[Data items]
---*---

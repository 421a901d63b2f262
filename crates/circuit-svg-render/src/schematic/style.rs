use circuit_svg_core::Theme;
use std::fmt::Write as _;

/// The `<style>` block for the schematic view. Class rules carry the theme colors; inline
/// `style` attributes on individual nodes override them.
pub(super) fn schematic_css(theme: &Theme) -> String {
    let c = &theme.schematic;
    let mut css = String::new();
    let _ = write!(
        &mut css,
        "svg {{ font-family: {font}; }}\
.boundary {{ fill: {bg}; }}\
.grid-line {{ stroke: {grid}; }}\
.grid-label {{ fill: {grid_label}; }}\
.chip {{ fill: {body}; stroke: {outline}; }}\
.schematic-component:hover .chip {{ fill-opacity: 0.8; }}\
.component-name {{ fill: {reference}; }}\
.component-pin {{ fill: none; stroke: {pin}; }}\
.pin-number {{ fill: {pin_number}; }}\
.trace-line {{ fill: none; stroke: {wire}; stroke-linecap: round; }}\
.trace:hover .trace-line {{ stroke-opacity: 0.6; }}\
.trace-junction {{ fill: {junction}; }}\
.net-label-flag {{ fill: {bg}; stroke: {net_label}; }}\
.net-label-text {{ fill: {net_label_text}; }}\
.schematic-text {{ fill: {text}; }}\
.schematic-box, .schematic-line {{ fill: none; stroke: {outline}; }}\
.debug-object {{ fill: none; stroke: {debug}; stroke-dasharray: 4 2; }}\
.debug-label {{ fill: {debug}; }}\
.voltage-probe-line {{ stroke: {probe}; }}\
.voltage-probe-head {{ fill: {probe}; }}\
.voltage-probe-text {{ fill: {probe}; }}\
.labeled-point-cross {{ fill: none; stroke: {labeled}; }}\
.labeled-point-dot {{ fill: {labeled}; }}\
.labeled-point-text {{ fill: {labeled}; }}",
        font = theme.font_family,
        bg = c.background,
        grid = c.grid,
        grid_label = c.grid_label,
        body = c.component_body,
        outline = c.component_outline,
        reference = c.reference,
        pin = c.pin,
        pin_number = c.pin_number,
        wire = c.wire,
        junction = c.junction,
        net_label = c.net_label,
        net_label_text = c.net_label_text,
        text = c.text,
        debug = c.debug,
        probe = c.probe,
        labeled = c.labeled_point,
    );
    css
}
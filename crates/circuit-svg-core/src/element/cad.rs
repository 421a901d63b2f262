use serde::{Deserialize, Serialize};

#[derive(Debug, Clone, Copy, PartialEq, Default, Serialize, Deserialize)]
pub struct Vec3 {
    pub x: f64,
    pub y: f64,
    #[serde(default)]
    pub z: f64,
}

/// 3-D placement of a component body. Rendered only by the topdown view.
#[derive(Debug, Clone, PartialEq, Serialize, Deserialize)]
pub struct CadComponent {
    #[serde(default)]
    pub cad_component_id: Option<String>,
    /// When set and `size` is missing, the footprint of that pcb component is extruded.
    #[serde(default)]
    pub pcb_component_id: Option<String>,
    pub position: Vec3,
    #[serde(default)]
    pub size: Option<Vec3>,
    /// Euler rotation in degrees; only `z` is used by the topdown projection.
    #[serde(default)]
    pub rotation: Option<Vec3>,
}
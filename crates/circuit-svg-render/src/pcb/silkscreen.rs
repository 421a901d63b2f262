use super::{PcbDispatcher, SILKSCREEN_FONT_SIZE, SILKSCREEN_STROKE, side_class};
use crate::node::SvgNode;
use crate::primitives;
use crate::svg::fmt;
use crate::text::{TextMeasurer, anchored_text_box};
use circuit_svg_core::element::{
    PcbLayer, PcbSilkscreenLine, PcbSilkscreenPath, PcbSilkscreenText,
};
use circuit_svg_core::geom::{self, Point};

fn class(kind: &str, layer: PcbLayer) -> String {
    format!("pcb-silkscreen {kind} pcb-silkscreen-{}", side_class(layer))
}

fn font_size(t: &PcbSilkscreenText) -> f64 {
    t.font_size
        .filter(|s| s.is_finite() && *s > 0.0)
        .unwrap_or(SILKSCREEN_FONT_SIZE)
}

/// Real-world text box; bottom-side text is mirrored about its anchor like the drawn node.
pub(super) fn text_box(t: &PcbSilkscreenText, measurer: &dyn TextMeasurer) -> [Point; 4] {
    let at = t.anchor_position.to_point();
    let corners = anchored_text_box(
        measurer,
        &t.text,
        font_size(t),
        at,
        t.anchor_alignment,
        t.ccw_rotation,
    );
    if t.layer == PcbLayer::Bottom {
        corners.map(|p| geom::point(2.0 * at.x - p.x, p.y))
    } else {
        corners
    }
}

pub(super) fn text(d: &PcbDispatcher<'_>, t: &PcbSilkscreenText) -> SvgNode {
    let at = d.screen(t.anchor_position.to_point());
    let mut node = primitives::text(
        &class("pcb-silkscreen-text", t.layer),
        &t.text,
        at,
        d.px(font_size(t)),
        t.anchor_alignment,
        t.ccw_rotation,
    );

    if t.layer == PcbLayer::Bottom {
        // Bottom silkscreen is read through the board: mirror about the anchor after rotating.
        let mirror = format!("matrix(-1, 0, 0, 1, {}, 0)", fmt(2.0 * at.x));
        let combined = match node.get_attr("transform") {
            Some(rotate) => format!("{mirror} {rotate}"),
            None => mirror,
        };
        node.set_attr("transform", combined);
    }
    node
}

pub(super) fn line(d: &PcbDispatcher<'_>, l: &PcbSilkscreenLine) -> SvgNode {
    primitives::line(
        &class("pcb-silkscreen-line", l.layer),
        d.screen_xy(l.x1, l.y1),
        d.screen_xy(l.x2, l.y2),
        d.px(l.stroke_width.unwrap_or(SILKSCREEN_STROKE)),
    )
}

pub(super) fn path(d: &PcbDispatcher<'_>, p: &PcbSilkscreenPath) -> Option<SvgNode> {
    if p.route.len() < 2 {
        return None;
    }
    let points: Vec<Point> = p.route.iter().map(|q| d.screen(q.to_point())).collect();
    Some(primitives::polyline(
        &class("pcb-silkscreen-path", p.layer),
        &points,
        d.px(p.stroke_width.unwrap_or(SILKSCREEN_STROKE)),
    ))
}
//! Board (PCB) view.

mod board;
mod copper;
mod drills;
mod silkscreen;
mod style;

use crate::Result;
use crate::bounds::{BoundsBuilder, RealBounds};
use crate::compose::{LayerBuckets, Overlays, SceneFrame, compose};
use crate::node::SvgNode;
use crate::options::PcbSvgOptions;
use crate::svg::to_svg_string;
use crate::text::TextMeasurer;
use crate::transform::{ViewportTransform, build_transform};
use circuit_svg_core::element::{PcbLayer, PcbRoutePoint, PcbSmtPad};
use circuit_svg_core::geom::{self, Point};
use circuit_svg_core::{CircuitElement, Theme};

pub(crate) const SILKSCREEN_STROKE: f64 = 0.1;
pub(crate) const SILKSCREEN_FONT_SIZE: f64 = 1.0;
pub(crate) const OUTLINE_STROKE: f64 = 0.05;
pub(crate) const BOARD_STROKE: f64 = 0.1;

/// Stacking order of the board view, bottom first.
#[derive(Debug, Clone, Copy, PartialEq, Eq, PartialOrd, Ord, Hash)]
pub enum BoardLayer {
    Board,
    BottomCopper,
    TopCopper,
    Drills,
    Silkscreen,
    ComponentOutlines,
}

impl BoardLayer {
    /// Copper layer for a pad or wire side; inner layers are not drawn.
    pub fn copper(layer: PcbLayer) -> Option<Self> {
        match layer {
            PcbLayer::Top => Some(Self::TopCopper),
            PcbLayer::Bottom => Some(Self::BottomCopper),
            PcbLayer::Inner => None,
        }
    }
}

fn side_class(layer: PcbLayer) -> &'static str {
    match layer {
        PcbLayer::Top => "top",
        PcbLayer::Bottom => "bottom",
        PcbLayer::Inner => "inner",
    }
}

/// Real-world bounds of everything the board view draws.
pub fn compute_pcb_bounds(
    elements: &[CircuitElement],
    measurer: &dyn TextMeasurer,
) -> RealBounds {
    use CircuitElement as E;

    let mut b = BoundsBuilder::new();
    for element in elements {
        match element {
            E::PcbBoard(board) => b.add_points(board::board_outline(board)),
            E::PcbComponent(c) => b.add_points(geom::rotated_rect_corners(
                c.center.to_point(),
                c.width,
                c.height,
                c.rotation,
            )),
            E::PcbSmtpad(PcbSmtPad::Rect {
                x, y, width, height, ..
            }) => b.add_centered_rect(*x, *y, *width, *height),
            E::PcbSmtpad(PcbSmtPad::Circle { x, y, radius, .. }) => b.add_circle(*x, *y, *radius),
            E::PcbPlatedHole(h) => b.add_circle(h.x, h.y, h.outer_diameter / 2.0),
            E::PcbHole(h) => b.add_circle(h.x, h.y, h.hole_diameter / 2.0),
            E::PcbVia(v) => b.add_circle(v.x, v.y, v.outer_diameter / 2.0),
            E::PcbTrace(t) => {
                for p in &t.route {
                    match p {
                        PcbRoutePoint::Wire { x, y, width, .. } => {
                            b.add_circle(*x, *y, width / 2.0)
                        }
                        PcbRoutePoint::Via { x, y, .. } => b.add_xy(*x, *y),
                    }
                }
            }
            E::PcbSilkscreenText(t) => b.add_points(silkscreen::text_box(t, measurer)),
            E::PcbSilkscreenLine(l) => {
                let r = l.stroke_width.unwrap_or(SILKSCREEN_STROKE) / 2.0;
                b.add_circle(l.x1, l.y1, r);
                b.add_circle(l.x2, l.y2, r);
            }
            E::PcbSilkscreenPath(p) => {
                let r = p.stroke_width.unwrap_or(SILKSCREEN_STROKE) / 2.0;
                for q in &p.route {
                    b.add_circle(q.x, q.y, r);
                }
            }
            E::SourceComponent(_)
            | E::SchematicComponent(_)
            | E::SchematicPort(_)
            | E::SchematicTrace(_)
            | E::SchematicNetLabel(_)
            | E::SchematicText(_)
            | E::SchematicBox(_)
            | E::SchematicLine(_)
            | E::SchematicDebugObject(_)
            | E::SchematicVoltageProbe(_)
            | E::CadComponent(_)
            | E::Unknown => {}
        }
    }
    b.finish()
}

/// Per-element conversion for the board view.
///
/// Unlike the schematic view, one element can land on several layers (a trace that changes
/// sides, a plated hole's ring and drill), so output nodes carry their layer.
pub struct PcbDispatcher<'a> {
    transform: &'a ViewportTransform,
}

impl<'a> PcbDispatcher<'a> {
    pub fn new(transform: &'a ViewportTransform) -> Self {
        Self { transform }
    }

    pub fn dispatch(&self, element: &CircuitElement) -> Vec<(BoardLayer, SvgNode)> {
        use CircuitElement as E;
        match element {
            E::PcbBoard(b) => vec![(BoardLayer::Board, board::board(self, b))],
            E::PcbComponent(c) => vec![(
                BoardLayer::ComponentOutlines,
                board::component_outline(self, c),
            )],
            E::PcbSmtpad(p) => copper::smt_pad(self, p).into_iter().collect(),
            E::PcbTrace(t) => copper::trace(self, t),
            E::PcbPlatedHole(h) => vec![(BoardLayer::Drills, drills::plated_hole(self, h))],
            E::PcbHole(h) => vec![(BoardLayer::Drills, drills::hole(self, h))],
            E::PcbVia(v) => vec![(BoardLayer::Drills, drills::via(self, v))],
            E::PcbSilkscreenText(t) => vec![(BoardLayer::Silkscreen, silkscreen::text(self, t))],
            E::PcbSilkscreenLine(l) => vec![(BoardLayer::Silkscreen, silkscreen::line(self, l))],
            E::PcbSilkscreenPath(p) => silkscreen::path(self, p)
                .map(|n| (BoardLayer::Silkscreen, n))
                .into_iter()
                .collect(),
            E::SourceComponent(_)
            | E::SchematicComponent(_)
            | E::SchematicPort(_)
            | E::SchematicTrace(_)
            | E::SchematicNetLabel(_)
            | E::SchematicText(_)
            | E::SchematicBox(_)
            | E::SchematicLine(_)
            | E::SchematicDebugObject(_)
            | E::SchematicVoltageProbe(_)
            | E::CadComponent(_)
            | E::Unknown => Vec::new(),
        }
    }

    fn screen(&self, p: Point) -> Point {
        self.transform.apply(p)
    }

    fn screen_xy(&self, x: f64, y: f64) -> Point {
        self.transform.apply_xy(x, y)
    }

    fn px(&self, length: f64) -> f64 {
        self.transform.scale_length(length)
    }
}

/// Viewport height matching the first board's aspect ratio at `width`, if there is a board.
fn board_matched_height(elements: &[CircuitElement], width: f64) -> Option<f64> {
    let board = elements.iter().find_map(|e| match e {
        CircuitElement::PcbBoard(b) => Some(b),
        _ => None,
    })?;
    let extent = RealBounds::from_points(board::board_outline(board).iter().map(|p| (p.x, p.y)))?;
    if extent.width() <= 0.0 || extent.height() <= 0.0 {
        return None;
    }
    Some(width * extent.height() / extent.width())
}

/// Runs the full board pipeline and returns the root `<svg>` node.
pub fn render_pcb_scene(elements: &[CircuitElement], options: &PcbSvgOptions) -> Result<SvgNode> {
    options.validate()?;
    let theme: &Theme = options.theme.as_ref();

    let width = options.width;
    let mut height = options.height;
    if options.match_board_aspect_ratio {
        if let Some(h) = board_matched_height(elements, width) {
            tracing::debug!(width, height = h, "matched viewport to board aspect ratio");
            height = h;
        }
    }

    let bounds = compute_pcb_bounds(elements, options.text_measurer.as_ref());
    tracing::debug!(elements = elements.len(), ?bounds, "pcb bounds");
    let (transform, _padding) = build_transform(&bounds, width, height)?;

    let dispatcher = PcbDispatcher::new(&transform);
    let mut buckets = LayerBuckets::new();
    for element in elements {
        let nodes = dispatcher.dispatch(element);
        if nodes.is_empty() {
            tracing::trace!(
                element_type = element.element_type(),
                "element not drawn in pcb view"
            );
        }
        for (layer, node) in nodes {
            buckets.push(layer, node);
        }
    }

    let frame = SceneFrame {
        width,
        height,
        background: theme.pcb.background.clone(),
        style: style::pcb_css(theme),
        transform,
    };
    Ok(compose(&frame, buckets, Overlays::default()))
}

/// Renders `elements` as a board SVG document.
pub fn convert_to_pcb_svg(elements: &[CircuitElement], options: &PcbSvgOptions) -> Result<String> {
    let root = render_pcb_scene(elements, options)?;
    Ok(to_svg_string(&root))
}
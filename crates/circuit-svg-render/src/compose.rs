//! Layered scene composition.
//!
//! Each view declares its layers as an ordered enum. Dispatch output is bucketed by layer and the
//! buckets are concatenated in enum order, so stacking never depends on input order.

use crate::node::SvgNode;
use crate::svg::SVG_NS;
use crate::transform::ViewportTransform;
use std::collections::BTreeMap;

/// A view's stacking category. `Ord` is the paint order, bottom first.
pub trait Layer: Copy + Ord + std::fmt::Debug {}

impl<T: Copy + Ord + std::fmt::Debug> Layer for T {}

#[derive(Debug, Clone)]
pub struct LayerBuckets<L: Layer> {
    buckets: BTreeMap<L, Vec<SvgNode>>,
}

impl<L: Layer> Default for LayerBuckets<L> {
    fn default() -> Self {
        Self {
            buckets: BTreeMap::new(),
        }
    }
}

impl<L: Layer> LayerBuckets<L> {
    pub fn new() -> Self {
        Self::default()
    }

    pub fn push(&mut self, layer: L, node: SvgNode) {
        self.buckets.entry(layer).or_default().push(node);
    }

    pub fn extend(&mut self, layer: L, nodes: impl IntoIterator<Item = SvgNode>) {
        let mut nodes = nodes.into_iter().peekable();
        if nodes.peek().is_none() {
            return;
        }
        self.buckets.entry(layer).or_default().extend(nodes);
    }

    pub fn len(&self) -> usize {
        self.buckets.values().map(Vec::len).sum()
    }

    pub fn is_empty(&self) -> bool {
        self.len() == 0
    }

    /// All nodes, layer by layer in paint order.
    pub fn into_nodes(self) -> impl Iterator<Item = SvgNode> {
        self.buckets.into_values().flatten()
    }
}

/// Root-level attributes shared by every view.
#[derive(Debug, Clone)]
pub struct SceneFrame {
    pub width: f64,
    pub height: f64,
    pub background: String,
    pub style: String,
    pub transform: ViewportTransform,
}

/// Nodes drawn below (grid) and above (labeled points) the layer stack.
#[derive(Debug, Clone, Default)]
pub struct Overlays {
    pub below: Vec<SvgNode>,
    pub above: Vec<SvgNode>,
}

/// Builds the root `<svg>`: style block, background rect, lower overlays, layers in order, then
/// upper overlays.
pub fn compose<L: Layer>(
    frame: &SceneFrame,
    buckets: LayerBuckets<L>,
    overlays: Overlays,
) -> SvgNode {
    let mut root = SvgNode::new("svg")
        .attr("xmlns", SVG_NS)
        .num("width", frame.width)
        .num("height", frame.height)
        .attr("style", format!("background-color: {}", frame.background))
        .attr(
            "data-real-to-screen-transform",
            frame.transform.to_svg_matrix(),
        );

    root.push(SvgNode::new("style").text(frame.style.clone()));
    root.push(
        SvgNode::new("rect")
            .attr("class", "boundary")
            .num("x", 0.0)
            .num("y", 0.0)
            .num("width", frame.width)
            .num("height", frame.height)
            .attr("fill", frame.background.clone()),
    );

    if buckets.is_empty() {
        tracing::debug!("no drawable elements, emitting background only");
    }
    let Overlays { below, above } = overlays;
    root.children.extend(below);
    root.children.extend(buckets.into_nodes());
    root.children.extend(above);
    root
}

---*---

### [TASK INSTRUCTIONS]
Your answer consists solely of the lines from the top of the records above through the line that contains "nodes override them.", each echoed exactly.

### [EXERCISE RESULT]
repository 421a901d63b2f262
filename crates/circuit-svg-render/src/schematic/style.rs
use circuit_svg_core::Theme;
use std::fmt::Write as _;

/// The `<style>` block for the schematic view. Class rules carry the theme colors; inline
/// `style` attributes on individual nodes override them.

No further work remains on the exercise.